◆ **Task to complete**
Check each line below for the word "whose" and give the number of lines that have it, nothing more.

◆ **Data shown**
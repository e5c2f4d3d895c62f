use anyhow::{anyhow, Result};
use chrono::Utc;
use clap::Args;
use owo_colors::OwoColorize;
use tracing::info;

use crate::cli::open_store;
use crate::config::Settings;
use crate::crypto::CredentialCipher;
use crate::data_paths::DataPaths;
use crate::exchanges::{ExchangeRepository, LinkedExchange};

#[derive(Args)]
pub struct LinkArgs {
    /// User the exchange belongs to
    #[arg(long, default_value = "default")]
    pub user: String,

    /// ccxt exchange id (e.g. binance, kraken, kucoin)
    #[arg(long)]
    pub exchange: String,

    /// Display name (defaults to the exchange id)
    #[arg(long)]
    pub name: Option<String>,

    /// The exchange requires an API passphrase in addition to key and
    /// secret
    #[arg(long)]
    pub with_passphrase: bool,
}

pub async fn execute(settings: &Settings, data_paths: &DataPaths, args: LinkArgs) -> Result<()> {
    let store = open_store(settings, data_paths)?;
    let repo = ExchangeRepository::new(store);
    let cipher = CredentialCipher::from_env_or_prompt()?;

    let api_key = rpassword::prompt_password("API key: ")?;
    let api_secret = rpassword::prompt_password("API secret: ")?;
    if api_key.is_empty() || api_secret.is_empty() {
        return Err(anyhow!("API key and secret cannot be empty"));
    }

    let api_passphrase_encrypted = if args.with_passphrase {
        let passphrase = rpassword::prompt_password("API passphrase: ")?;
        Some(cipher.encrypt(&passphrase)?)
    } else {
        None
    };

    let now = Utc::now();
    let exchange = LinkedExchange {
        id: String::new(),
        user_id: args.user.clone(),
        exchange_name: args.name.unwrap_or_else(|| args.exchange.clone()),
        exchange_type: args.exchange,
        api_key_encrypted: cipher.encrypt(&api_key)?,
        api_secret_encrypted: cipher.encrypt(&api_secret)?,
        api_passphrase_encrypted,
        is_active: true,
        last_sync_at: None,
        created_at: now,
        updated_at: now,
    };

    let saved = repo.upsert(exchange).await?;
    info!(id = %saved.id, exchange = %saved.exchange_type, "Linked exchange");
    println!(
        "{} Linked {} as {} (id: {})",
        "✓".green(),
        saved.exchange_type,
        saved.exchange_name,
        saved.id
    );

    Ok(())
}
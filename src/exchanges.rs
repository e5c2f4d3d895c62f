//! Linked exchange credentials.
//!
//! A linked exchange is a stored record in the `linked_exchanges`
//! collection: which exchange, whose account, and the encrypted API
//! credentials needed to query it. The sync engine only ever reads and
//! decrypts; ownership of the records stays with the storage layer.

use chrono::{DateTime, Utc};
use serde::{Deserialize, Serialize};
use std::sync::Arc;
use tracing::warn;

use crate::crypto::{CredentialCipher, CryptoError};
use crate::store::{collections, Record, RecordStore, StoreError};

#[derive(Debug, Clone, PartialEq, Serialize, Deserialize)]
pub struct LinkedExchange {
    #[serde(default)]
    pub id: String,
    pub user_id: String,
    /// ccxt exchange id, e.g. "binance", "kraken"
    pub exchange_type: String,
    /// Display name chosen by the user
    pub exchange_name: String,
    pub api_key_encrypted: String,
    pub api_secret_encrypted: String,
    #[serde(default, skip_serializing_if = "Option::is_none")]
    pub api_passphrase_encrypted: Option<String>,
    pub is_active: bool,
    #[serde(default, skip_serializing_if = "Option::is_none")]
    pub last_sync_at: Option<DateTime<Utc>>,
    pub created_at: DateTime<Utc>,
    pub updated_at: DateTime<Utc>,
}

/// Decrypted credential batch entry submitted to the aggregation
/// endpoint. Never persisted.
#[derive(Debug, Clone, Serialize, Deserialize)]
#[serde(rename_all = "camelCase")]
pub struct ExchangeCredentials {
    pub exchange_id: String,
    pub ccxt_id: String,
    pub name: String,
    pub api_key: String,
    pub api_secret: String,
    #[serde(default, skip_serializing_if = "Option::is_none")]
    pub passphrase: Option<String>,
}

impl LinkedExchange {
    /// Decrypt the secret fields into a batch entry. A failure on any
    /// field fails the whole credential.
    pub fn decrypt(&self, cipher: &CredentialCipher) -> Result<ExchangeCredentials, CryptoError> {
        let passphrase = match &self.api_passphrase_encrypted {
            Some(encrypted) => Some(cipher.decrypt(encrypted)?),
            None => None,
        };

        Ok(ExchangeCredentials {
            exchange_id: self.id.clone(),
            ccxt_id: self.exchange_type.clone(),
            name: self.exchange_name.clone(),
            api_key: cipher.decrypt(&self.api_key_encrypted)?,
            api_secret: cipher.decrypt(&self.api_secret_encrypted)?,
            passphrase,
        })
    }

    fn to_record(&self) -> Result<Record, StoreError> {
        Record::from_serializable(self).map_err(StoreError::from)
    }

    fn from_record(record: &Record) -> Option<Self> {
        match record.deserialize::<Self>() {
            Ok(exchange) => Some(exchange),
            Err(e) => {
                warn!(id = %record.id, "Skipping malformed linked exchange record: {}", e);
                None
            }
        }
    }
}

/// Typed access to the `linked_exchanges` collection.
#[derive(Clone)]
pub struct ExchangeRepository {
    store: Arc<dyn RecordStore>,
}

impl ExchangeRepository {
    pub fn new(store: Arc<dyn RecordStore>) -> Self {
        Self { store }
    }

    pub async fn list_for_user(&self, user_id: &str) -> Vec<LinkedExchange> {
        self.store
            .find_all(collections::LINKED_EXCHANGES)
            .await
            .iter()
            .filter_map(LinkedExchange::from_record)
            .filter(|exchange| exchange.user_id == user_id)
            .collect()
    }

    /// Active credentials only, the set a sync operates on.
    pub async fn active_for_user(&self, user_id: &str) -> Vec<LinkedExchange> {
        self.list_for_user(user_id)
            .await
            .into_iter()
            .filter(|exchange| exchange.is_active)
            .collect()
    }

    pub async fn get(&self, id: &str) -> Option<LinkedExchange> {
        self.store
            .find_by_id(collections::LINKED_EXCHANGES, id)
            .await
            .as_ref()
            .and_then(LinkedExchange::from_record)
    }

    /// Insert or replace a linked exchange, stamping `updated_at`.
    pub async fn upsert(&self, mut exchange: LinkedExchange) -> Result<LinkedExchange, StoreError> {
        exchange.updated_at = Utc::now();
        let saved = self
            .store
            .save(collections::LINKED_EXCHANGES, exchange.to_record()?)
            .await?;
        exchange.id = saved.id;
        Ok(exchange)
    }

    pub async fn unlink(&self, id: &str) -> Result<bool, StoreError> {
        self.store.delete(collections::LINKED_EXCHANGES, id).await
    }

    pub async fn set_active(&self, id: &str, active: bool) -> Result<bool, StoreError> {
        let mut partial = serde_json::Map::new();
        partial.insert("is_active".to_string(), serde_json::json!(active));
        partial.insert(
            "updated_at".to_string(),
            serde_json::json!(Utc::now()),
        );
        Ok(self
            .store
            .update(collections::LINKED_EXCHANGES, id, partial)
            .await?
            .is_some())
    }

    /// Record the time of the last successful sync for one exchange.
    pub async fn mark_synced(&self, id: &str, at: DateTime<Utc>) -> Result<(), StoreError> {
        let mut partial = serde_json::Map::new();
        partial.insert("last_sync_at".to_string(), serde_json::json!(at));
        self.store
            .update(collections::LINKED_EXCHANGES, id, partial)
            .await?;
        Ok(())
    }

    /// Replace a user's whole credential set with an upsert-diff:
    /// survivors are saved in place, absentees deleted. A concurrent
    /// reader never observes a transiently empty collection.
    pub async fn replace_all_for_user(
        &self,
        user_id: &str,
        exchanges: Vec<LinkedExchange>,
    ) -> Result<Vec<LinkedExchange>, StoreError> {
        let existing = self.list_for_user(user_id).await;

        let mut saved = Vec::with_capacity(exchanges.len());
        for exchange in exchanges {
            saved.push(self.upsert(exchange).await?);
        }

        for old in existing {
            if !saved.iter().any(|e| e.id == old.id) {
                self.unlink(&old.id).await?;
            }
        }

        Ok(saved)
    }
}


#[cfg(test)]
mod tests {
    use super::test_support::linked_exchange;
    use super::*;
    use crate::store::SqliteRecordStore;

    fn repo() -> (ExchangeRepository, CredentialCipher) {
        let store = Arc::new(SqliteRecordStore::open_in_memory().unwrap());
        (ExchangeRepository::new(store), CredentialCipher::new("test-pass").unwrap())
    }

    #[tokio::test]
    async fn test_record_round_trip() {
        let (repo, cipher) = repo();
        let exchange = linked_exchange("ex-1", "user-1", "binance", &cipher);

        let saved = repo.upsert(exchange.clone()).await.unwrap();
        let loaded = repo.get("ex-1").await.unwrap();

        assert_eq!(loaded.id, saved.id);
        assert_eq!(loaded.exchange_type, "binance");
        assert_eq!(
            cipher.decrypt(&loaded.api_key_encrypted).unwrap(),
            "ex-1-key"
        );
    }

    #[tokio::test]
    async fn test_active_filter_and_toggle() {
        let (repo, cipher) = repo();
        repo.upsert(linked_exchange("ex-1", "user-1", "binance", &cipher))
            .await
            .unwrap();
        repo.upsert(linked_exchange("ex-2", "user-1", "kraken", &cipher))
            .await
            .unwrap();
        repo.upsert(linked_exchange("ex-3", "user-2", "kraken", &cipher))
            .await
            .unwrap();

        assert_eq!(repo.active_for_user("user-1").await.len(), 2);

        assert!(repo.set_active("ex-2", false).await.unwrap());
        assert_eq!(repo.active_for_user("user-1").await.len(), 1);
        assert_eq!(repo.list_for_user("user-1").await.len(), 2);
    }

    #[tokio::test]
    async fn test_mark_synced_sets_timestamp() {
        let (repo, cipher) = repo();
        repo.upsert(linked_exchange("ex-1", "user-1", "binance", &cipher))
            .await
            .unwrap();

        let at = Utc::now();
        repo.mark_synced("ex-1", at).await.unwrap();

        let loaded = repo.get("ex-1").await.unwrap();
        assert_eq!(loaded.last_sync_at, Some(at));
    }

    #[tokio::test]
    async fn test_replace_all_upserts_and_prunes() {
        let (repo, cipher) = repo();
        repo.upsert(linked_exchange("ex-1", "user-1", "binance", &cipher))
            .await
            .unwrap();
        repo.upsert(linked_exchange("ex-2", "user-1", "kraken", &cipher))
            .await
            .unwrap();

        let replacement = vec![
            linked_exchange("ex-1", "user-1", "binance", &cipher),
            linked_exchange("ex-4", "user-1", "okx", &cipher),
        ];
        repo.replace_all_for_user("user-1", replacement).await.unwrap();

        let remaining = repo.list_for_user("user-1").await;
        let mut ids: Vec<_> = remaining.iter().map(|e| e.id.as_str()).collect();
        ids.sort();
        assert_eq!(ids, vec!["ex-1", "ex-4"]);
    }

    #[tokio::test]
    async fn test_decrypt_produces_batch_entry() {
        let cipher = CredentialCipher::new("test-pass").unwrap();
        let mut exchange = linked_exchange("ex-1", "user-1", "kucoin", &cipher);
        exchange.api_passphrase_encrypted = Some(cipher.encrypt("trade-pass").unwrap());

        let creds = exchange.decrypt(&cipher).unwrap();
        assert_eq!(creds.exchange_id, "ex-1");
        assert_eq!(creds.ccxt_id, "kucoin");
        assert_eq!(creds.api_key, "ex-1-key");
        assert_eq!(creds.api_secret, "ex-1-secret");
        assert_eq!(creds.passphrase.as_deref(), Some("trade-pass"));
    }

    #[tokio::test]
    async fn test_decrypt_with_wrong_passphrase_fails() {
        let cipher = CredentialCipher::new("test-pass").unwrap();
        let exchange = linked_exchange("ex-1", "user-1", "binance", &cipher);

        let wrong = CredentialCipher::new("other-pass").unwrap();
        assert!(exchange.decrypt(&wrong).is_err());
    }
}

==

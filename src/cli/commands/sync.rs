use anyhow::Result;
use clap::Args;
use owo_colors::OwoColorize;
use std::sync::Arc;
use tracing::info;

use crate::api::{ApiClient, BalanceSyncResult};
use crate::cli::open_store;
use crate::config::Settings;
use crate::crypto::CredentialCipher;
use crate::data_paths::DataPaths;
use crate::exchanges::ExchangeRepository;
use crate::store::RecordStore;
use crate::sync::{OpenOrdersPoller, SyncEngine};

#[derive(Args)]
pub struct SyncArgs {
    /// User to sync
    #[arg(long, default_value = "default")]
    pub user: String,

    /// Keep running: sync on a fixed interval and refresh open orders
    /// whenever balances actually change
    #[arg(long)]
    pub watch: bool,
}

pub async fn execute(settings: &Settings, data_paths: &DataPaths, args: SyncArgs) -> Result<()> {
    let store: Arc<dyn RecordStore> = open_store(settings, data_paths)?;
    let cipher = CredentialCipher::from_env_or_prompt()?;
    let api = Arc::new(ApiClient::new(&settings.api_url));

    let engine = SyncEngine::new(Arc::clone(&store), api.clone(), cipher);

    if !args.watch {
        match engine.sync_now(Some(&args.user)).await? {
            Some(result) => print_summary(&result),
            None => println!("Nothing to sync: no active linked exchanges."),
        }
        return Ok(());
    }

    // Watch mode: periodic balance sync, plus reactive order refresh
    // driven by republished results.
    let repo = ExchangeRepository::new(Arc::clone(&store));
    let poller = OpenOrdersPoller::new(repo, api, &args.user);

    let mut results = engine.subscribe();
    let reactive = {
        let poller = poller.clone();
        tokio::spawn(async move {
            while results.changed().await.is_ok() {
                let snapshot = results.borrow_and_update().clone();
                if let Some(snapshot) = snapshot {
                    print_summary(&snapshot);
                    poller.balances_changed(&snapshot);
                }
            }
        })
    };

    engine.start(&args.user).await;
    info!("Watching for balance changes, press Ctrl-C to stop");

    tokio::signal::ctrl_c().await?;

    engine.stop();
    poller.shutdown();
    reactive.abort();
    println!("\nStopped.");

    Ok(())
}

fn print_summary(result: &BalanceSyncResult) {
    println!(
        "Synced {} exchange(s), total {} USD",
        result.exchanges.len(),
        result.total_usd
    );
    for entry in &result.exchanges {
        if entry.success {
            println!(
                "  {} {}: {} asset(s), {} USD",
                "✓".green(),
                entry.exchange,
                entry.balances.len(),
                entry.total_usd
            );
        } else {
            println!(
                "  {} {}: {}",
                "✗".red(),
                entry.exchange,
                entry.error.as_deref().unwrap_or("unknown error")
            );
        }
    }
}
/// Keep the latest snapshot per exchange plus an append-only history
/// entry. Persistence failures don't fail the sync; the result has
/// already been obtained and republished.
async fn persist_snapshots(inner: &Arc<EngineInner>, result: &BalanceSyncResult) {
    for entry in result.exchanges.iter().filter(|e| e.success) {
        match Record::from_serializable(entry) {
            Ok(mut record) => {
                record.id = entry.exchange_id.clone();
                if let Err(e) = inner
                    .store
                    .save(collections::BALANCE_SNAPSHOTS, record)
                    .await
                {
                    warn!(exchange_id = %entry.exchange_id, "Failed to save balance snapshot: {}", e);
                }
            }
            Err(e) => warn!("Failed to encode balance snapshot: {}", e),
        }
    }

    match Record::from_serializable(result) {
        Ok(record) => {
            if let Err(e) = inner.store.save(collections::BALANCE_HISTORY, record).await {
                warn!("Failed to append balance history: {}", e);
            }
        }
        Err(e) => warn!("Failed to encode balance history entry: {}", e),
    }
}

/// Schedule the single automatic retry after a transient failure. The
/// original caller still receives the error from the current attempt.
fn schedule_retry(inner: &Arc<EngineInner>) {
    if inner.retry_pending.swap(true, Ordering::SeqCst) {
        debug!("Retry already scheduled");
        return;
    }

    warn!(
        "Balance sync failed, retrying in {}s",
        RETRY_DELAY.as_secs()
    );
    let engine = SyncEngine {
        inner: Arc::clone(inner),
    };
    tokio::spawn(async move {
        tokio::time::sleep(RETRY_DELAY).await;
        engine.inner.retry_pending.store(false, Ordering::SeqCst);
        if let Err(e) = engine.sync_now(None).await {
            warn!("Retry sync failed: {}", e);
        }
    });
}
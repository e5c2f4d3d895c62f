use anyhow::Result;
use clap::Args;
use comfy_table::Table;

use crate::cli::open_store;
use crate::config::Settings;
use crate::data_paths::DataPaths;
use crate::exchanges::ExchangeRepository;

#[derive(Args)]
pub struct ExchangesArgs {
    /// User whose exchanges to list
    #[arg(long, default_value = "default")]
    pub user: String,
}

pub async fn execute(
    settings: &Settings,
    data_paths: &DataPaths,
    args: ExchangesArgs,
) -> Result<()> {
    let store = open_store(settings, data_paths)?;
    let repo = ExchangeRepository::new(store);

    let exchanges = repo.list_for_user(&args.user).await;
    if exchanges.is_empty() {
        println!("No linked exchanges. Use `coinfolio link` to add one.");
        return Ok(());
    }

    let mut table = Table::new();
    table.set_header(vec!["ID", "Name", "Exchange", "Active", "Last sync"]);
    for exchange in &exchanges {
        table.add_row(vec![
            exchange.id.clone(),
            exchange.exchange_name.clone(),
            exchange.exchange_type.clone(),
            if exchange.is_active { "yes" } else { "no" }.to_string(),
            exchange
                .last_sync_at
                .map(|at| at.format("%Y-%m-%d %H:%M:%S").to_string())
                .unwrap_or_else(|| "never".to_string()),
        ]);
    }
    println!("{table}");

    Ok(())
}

---

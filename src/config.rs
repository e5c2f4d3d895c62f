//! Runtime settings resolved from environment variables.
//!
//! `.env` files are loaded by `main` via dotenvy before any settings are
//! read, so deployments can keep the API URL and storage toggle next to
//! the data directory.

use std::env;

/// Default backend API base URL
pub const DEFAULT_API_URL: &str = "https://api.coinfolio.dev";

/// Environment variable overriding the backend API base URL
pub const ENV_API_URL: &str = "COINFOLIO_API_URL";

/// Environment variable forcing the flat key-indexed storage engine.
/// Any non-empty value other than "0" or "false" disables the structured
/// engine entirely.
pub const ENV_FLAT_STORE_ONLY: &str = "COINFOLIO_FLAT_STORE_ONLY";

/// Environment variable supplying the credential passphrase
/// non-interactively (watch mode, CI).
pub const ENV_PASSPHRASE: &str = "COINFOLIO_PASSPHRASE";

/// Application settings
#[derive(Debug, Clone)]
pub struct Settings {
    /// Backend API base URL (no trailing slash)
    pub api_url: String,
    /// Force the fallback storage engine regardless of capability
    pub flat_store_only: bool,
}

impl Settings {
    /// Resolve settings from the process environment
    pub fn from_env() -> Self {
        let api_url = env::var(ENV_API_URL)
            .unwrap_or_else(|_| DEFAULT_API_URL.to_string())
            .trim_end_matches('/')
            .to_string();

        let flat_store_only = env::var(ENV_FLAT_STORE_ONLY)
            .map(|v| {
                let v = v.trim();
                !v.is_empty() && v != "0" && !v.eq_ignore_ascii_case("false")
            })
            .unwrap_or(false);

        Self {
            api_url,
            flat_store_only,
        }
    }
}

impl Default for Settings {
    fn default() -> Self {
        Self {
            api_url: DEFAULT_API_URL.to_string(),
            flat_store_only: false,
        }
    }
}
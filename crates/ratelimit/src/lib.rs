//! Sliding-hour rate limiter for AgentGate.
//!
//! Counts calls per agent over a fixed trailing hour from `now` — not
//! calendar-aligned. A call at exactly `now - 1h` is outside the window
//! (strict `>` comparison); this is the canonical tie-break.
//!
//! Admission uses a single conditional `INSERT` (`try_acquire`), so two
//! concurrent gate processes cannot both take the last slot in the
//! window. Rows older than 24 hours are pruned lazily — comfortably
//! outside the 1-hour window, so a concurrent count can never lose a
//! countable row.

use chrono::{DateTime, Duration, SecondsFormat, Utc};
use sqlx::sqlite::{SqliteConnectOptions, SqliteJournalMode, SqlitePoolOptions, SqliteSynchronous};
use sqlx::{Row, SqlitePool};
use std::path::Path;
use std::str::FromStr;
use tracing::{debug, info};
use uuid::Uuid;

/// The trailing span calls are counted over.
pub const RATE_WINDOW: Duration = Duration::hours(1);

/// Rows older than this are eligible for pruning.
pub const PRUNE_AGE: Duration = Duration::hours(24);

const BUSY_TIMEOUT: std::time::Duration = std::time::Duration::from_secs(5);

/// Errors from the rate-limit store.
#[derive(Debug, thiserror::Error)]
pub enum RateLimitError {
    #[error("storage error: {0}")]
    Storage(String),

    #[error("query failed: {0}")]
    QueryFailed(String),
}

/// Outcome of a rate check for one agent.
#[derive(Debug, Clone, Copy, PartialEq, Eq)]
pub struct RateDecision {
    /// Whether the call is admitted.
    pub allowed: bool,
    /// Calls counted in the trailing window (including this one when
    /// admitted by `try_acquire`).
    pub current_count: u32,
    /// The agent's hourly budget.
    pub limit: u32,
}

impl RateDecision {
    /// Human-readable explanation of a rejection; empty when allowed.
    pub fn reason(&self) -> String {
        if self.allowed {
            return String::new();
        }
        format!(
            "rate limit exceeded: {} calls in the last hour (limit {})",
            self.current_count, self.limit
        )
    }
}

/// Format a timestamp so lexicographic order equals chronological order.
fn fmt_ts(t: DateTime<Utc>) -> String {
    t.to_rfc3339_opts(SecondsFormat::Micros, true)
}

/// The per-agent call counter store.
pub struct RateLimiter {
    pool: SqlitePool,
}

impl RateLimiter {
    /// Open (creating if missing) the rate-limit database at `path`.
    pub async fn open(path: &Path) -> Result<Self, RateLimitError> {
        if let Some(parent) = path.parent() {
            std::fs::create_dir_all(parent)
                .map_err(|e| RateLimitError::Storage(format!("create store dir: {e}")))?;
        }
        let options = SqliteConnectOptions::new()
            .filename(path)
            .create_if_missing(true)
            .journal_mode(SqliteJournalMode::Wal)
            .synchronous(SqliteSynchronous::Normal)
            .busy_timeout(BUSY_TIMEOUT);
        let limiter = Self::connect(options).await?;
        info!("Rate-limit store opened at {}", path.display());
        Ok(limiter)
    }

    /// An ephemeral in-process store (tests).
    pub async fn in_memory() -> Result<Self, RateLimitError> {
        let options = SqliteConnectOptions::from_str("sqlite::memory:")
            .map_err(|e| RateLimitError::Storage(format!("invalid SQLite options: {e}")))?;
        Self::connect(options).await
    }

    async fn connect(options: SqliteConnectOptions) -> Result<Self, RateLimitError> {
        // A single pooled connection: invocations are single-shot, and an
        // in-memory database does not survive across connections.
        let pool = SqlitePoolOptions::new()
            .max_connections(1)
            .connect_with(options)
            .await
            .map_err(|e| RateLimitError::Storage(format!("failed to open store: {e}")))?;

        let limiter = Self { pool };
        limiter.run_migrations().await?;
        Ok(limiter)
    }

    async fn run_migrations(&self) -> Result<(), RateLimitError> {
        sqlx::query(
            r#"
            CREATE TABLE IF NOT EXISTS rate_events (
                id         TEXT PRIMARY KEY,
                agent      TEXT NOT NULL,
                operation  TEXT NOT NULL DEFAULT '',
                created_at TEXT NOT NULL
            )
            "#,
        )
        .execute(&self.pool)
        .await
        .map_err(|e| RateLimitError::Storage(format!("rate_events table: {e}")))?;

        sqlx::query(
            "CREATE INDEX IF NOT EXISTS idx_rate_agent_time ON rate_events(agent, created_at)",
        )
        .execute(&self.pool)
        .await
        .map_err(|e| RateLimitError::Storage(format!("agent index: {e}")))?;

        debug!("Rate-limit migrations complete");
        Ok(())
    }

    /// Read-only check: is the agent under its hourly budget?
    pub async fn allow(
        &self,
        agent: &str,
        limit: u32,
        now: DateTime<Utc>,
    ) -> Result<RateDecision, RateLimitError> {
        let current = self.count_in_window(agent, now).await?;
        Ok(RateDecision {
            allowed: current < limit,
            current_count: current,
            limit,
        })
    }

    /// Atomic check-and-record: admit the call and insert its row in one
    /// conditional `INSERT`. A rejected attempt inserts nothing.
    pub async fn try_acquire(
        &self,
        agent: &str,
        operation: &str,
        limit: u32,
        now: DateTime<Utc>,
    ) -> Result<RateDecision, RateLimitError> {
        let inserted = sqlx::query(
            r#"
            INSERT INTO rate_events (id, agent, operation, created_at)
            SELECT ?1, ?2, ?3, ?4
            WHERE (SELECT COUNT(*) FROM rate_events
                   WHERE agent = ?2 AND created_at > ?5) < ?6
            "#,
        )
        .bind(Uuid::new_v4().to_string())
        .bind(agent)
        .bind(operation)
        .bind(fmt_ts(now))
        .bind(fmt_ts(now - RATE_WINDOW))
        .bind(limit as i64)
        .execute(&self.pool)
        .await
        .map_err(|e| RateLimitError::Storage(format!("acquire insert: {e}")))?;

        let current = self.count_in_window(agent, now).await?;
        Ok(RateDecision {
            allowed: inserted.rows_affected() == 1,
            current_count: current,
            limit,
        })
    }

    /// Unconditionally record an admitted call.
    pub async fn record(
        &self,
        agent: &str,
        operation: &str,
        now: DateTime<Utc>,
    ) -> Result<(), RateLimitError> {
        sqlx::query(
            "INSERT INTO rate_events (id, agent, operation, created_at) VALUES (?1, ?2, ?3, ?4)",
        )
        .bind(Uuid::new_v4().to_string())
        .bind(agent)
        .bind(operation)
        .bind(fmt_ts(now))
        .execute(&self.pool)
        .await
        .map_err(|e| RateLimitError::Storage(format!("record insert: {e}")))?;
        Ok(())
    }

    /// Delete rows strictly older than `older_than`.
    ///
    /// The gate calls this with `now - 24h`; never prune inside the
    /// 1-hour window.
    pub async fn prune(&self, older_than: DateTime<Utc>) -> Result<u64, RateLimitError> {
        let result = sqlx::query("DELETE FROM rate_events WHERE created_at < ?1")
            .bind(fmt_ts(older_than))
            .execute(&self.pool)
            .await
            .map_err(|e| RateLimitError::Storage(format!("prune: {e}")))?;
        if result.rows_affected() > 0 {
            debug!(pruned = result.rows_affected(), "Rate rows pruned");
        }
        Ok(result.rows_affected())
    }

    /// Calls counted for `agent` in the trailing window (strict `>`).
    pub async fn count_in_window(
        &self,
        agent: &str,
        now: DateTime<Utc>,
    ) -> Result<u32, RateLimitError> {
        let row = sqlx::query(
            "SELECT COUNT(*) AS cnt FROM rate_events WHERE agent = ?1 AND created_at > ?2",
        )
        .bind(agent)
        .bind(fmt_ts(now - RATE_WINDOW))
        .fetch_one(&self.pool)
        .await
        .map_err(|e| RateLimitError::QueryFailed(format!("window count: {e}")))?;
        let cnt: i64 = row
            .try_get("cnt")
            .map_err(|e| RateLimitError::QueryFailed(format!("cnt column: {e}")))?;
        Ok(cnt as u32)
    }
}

◆ **Exercise response**
2